Education is a reliable predictor of socioeconomic status, and other studies have similarly found a link between income and vaccination. An analysis in June of census tract data in Michigan showed, for example, that vaccination rates in the heavily Black neighborhoods of Saginaw County were below 35 percent, and the rates in nearby poor white areas were not much different. Voters who identify as Democrats are much more likely than Republicans to get vaccinated, but, according to the Michigan data, this gap also disappears when accounting for income and education. It turns out that the real vaccination divide is class.

So if we really have to find a villain to blame for vaccine hesitancy, we might want to look at the forces that create and sustain the class, or caste, divides. The obvious candidate would be capitalism, that enables and encourages obscene inequality of wealth and power, that blames its victims for the problems it creates, that perpetuates deliberate falsehoods to sell us stuff, that pits us mercilessly as consumers of products and political beliefs against each other, and that in general profits most from creating misinformation, disinformation, fear and distrust, and then selling us remedies for it.

There is, of course, no such thing as capitalism — it’s merely a label we put on aspects of our dysfunctional and devolving economic and political systems to try to make sense of what’s wrong (or right) with them. All the systems and -isms we imagine are just our attempt to make sense of the apparent patterns in the behaviour of 7.8B bewildered humans. We’re all doing our best, and no one is to blame. What we call disaster capitalism is just a description of what that collective behaviour has brought us to.

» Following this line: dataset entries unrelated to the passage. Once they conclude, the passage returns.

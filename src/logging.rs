//! Structured logging bootstrap.

use crate::error::{CodexError, Result};
use tracing_subscriber::{fmt, EnvFilter};

/// Initializes `tracing` with an `EnvFilter` directive string (e.g. `"info"`
/// or `"codex_core=debug,warn"`). Safe to call once per process; a second
/// call returns `InvalidInput` rather than panicking.
pub fn init_logging(directives: &str) -> Result<()> {
    fmt()
        .with_env_filter(
            EnvFilter::try_new(directives)
                .map_err(|e| CodexError::InvalidInput(format!("invalid log directive: {e}")))?,
        )
        .with_target(true)
        .with_thread_ids(true)
        .try_init()
        .map_err(|_| CodexError::InvalidInput("logging already initialized".into()))
}
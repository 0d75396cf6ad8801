//! Type index and meta lookups.
//!
//! Only one secondary index exists by design: `type_id -> {node ids}`. There
//! is deliberately no meta index - `get_nodes_by_meta` is a documented
//! linear scan.

use super::{meta_value_key, Inner, NodeRegistry};
use crate::model::Node;

impl NodeRegistry {
    /// All nodes whose `type_id` equals `type_id`, snapshot order unspecified.
    pub fn get_nodes_by_type(&self, type_id: &str) -> Vec<Node> {
        let index = self.inner.type_index.read();
        let Some(ids) = index.get(type_id) else {
            return Vec::new();
        };
        let nodes = self.inner.nodes.read();
        ids.iter().filter_map(|key| nodes.get(key)).cloned().collect()
    }

    /// Linear scan over every node for `meta[key] == value`. Intentionally
    /// unindexed; `limit` bounds how much work a caller pays for a wide
    /// match.
    pub fn get_nodes_by_meta(
        &self,
        key: &str,
        value: &serde_json::Value,
        limit: Option<usize>,
    ) -> Vec<Node> {
        let wanted = meta_value_key(value);
        let nodes = self.inner.nodes.read();
        let mut out = Vec::new();
        for node in nodes.values() {
            if let Some(v) = node.meta.get(key) {
                if meta_value_key(v) == wanted {
                    out.push(node.clone());
                    if let Some(limit) = limit {
                        if out.len() >= limit {
                            break;
                        }
                    }
                }
            }
        }
        out
    }
}

/// Adds `id` to `type_id`'s bucket, creating the bucket if needed. Returns
/// `true` the first time `type_id`'s bucket is created, so callers can
/// detect a newly-observed type and seed its meta-node.
pub(crate) fn type_index_insert(inner: &Inner, type_id: &str, id_key: &str) -> bool {
    let mut index = inner.type_index.write();
    let is_new = !index.contains_key(type_id);
    index
        .entry(type_id.to_string())
        .or_default()
        .insert(id_key.to_string());
    is_new
}

/// Removes `id` from `type_id`'s bucket, dropping the bucket if it empties.
pub(crate) fn type_index_remove(inner: &Inner, type_id: &str, id_key: &str) {
    let mut index = inner.type_index.write();
    if let Some(bucket) = index.get_mut(type_id) {
        bucket.remove(id_key);
        if bucket.is_empty() {
            index.remove(type_id);
        }
    }
}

We believe what we want to believe, and the facts be damned. That is how we cope, how we make meaning, how we organize our thoughts to be able, we hope, to function in this dizzying, fragmented, collapsing civilization. And it also helps us get along with those in our circles, ie the others in our class, or to use Isabel Wilkerson’s more robust term, our caste, when we believe the same things they do.

What Anita and Anand are asserting is that that leads us to align our beliefs with theirs. The loss of collective trust in governments and institutions makes it easier to do that, since we and the rest of our caste can comfortably ignore what health professionals and scientists are saying, when it doesn’t align with what our caste believes. We need to believe something, and we all need the support of our peeps.

This is not about class war, although it has all the trappings of one. Civilization has damaged, traumatized, and left us all deeply skeptical of everything we hear, no matter what caste(s) we belong to. That is not to say that civilization isn’t inequitable, racist, sexist, and more brutal to some castes than others. The ship is sinking, we’ve burned all the lifeboats, and the fact that each caste is heading for the exits designated for that caste, will make no difference to the final outcomes. Those in the lower steerage areas will, of course, go sooner and more terribly than those on the upper decks rearranging the deck chairs in the belief a bit more consultation will come up with magical solutions to save them. Those on the upper decks have, of course, locked the stairwells and elevators to prevent those in the lower castes from moving higher. Those in the lower castes are ramming the barricades, outraged. Meanwhile, the bulkheads have been breached by the sea, and those in the bottom half of the ship are already gasping for breath.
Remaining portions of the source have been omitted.